WHAT THE TASK REQUIRES:
Go through the records and filter out every line lacking the word "object"; copy the lines that remain.

____ RECORDS SHOWN

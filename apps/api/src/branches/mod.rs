//! Nearest-branch lookup, answered by the model with Google Search grounding.

use axum::{extract::State, Json};
use serde::Deserialize;
use serde_json::Value;
use tracing::info;

use crate::errors::AppError;
use crate::llm_client::normalize::ReplyShape;
use crate::llm_client::prompts::{fill, JSON_ONLY_INSTRUCTION};
use crate::llm_client::{generate_json, GenerationRequest};
use crate::state::AppState;

#[derive(Debug, Clone, Copy, Deserialize)]
pub struct UserCoords {
    pub lat: f64,
    pub lng: f64,
}

#[derive(Debug, Clone, Deserialize)]
pub struct Branch {
    pub bank: String,
}

#[derive(Debug, Clone, Deserialize)]
pub struct NearestBranchRequest {
    pub user_coords: UserCoords,
    pub branches: Vec<Branch>,
}

const NEAREST_BRANCH_PROMPT_TEMPLATE: &str = r#"Find the nearest physical bank branch for each of the following banks: {banks}.
The user is located at Latitude: {lat}, Longitude: {lng}.

For each bank, use Google Search to find the exact address and coordinates of the nearest branch.

Return the result as a strict JSON object with a single key "nearest_branches" containing a list of objects.
Each object must have:
- "bank": The name of the bank
- "name": The branch name (e.g., "SBI MG Road Branch")
- "lat": Latitude (number)
- "lng": Longitude (number)
- "address": Full address

Example Output:
{
  "nearest_branches": [
    { "bank": "SBI", "name": "SBI Indiranagar", "lat": 12.97, "lng": 77.64, "address": "..." }
  ]
}

{json_only}"#;

impl NearestBranchRequest {
    /// Checks coordinates are on the globe and returns the non-blank bank
    /// names, in request order.
    pub fn validate(&self) -> Result<Vec<&str>, AppError> {
        let UserCoords { lat, lng } = self.user_coords;
        if !(-90.0..=90.0).contains(&lat) {
            return Err(AppError::Validation(format!(
                "user_coords.lat must be between -90 and 90, got {lat}"
            )));
        }
        if !(-180.0..=180.0).contains(&lng) {
            return Err(AppError::Validation(format!(
                "user_coords.lng must be between -180 and 180, got {lng}"
            )));
        }

        let banks: Vec<&str> = self
            .branches
            .iter()
            .map(|b| b.bank.trim())
            .filter(|b| !b.is_empty())
            .collect();
        if banks.is_empty() {
            return Err(AppError::Validation(
                "branches must name at least one bank".to_string(),
            ));
        }
        Ok(banks)
    }
}

pub fn build_prompt(banks: &[&str], coords: UserCoords) -> String {
    fill(
        NEAREST_BRANCH_PROMPT_TEMPLATE,
        &[
            ("banks", banks.join(", ").as_str()),
            ("lat", coords.lat.to_string().as_str()),
            ("lng", coords.lng.to_string().as_str()),
            ("json_only", JSON_ONLY_INSTRUCTION),
        ],
    )
}

/// POST /nearest-branches
///
/// Returns the model's object as-is (normally `{"nearest_branches": [...]}`).
pub async fn handle_nearest_branches(
    State(state): State<AppState>,
    Json(request): Json<NearestBranchRequest>,
) -> Result<Json<Value>, AppError> {
    let banks = request.validate()?;
    info!(bank_count = banks.len(), "Looking up nearest branches");

    let generation =
        GenerationRequest::text(build_prompt(&banks, request.user_coords)).with_web_search();
    let branches =
        generate_json(state.llm.as_ref(), &generation, ReplyShape::Structured).await?;

    Ok(Json(branches))
}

________

SOLUTION TO THIS EXERCISE:
Return the result as a strict JSON object with a single key "nearest_branches" containing a list of objects.
Each object must have:
/// Returns the model's object as-is (normally `{"nearest_branches": [...]}`).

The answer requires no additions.